"""

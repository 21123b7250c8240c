//! Core data model shared by the authoring and taking engines.

mod quiz;

pub(crate) use quiz::new_id;
pub use quiz::{AnswerOption, Question, QuestionType, Quiz, QuizSummary};
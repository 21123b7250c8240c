//! Quiz taking engine.
//!
//! Walks a finalized quiz question-by-question, records answers, computes a
//! score, and reports progress.

mod score;
mod session;

pub use score::{compute_score, ScoreResult};
pub use session::{Answer, AnswerSheet, SessionError, SessionState, TakingSession};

"""

- Task brief: The listing above should be transcribed in full, exactly as written.

- Exercise output:
repository 21123b7250c8240c
//! Core data model shared by the authoring and taking engines.

mod quiz;

pub(crate) use quiz::new_id;
pub use quiz::{AnswerOption, Question, QuestionType, Quiz, QuizSummary};
repository 21123b7250c8240c
//! Quiz taking engine.
//!
//! Walks a finalized quiz question-by-question, records answers, computes a
//! score, and reports progress.

mod score;
mod session;

pub use score::{compute_score, ScoreResult};
pub use session::{Answer, AnswerSheet, SessionError, SessionState, TakingSession};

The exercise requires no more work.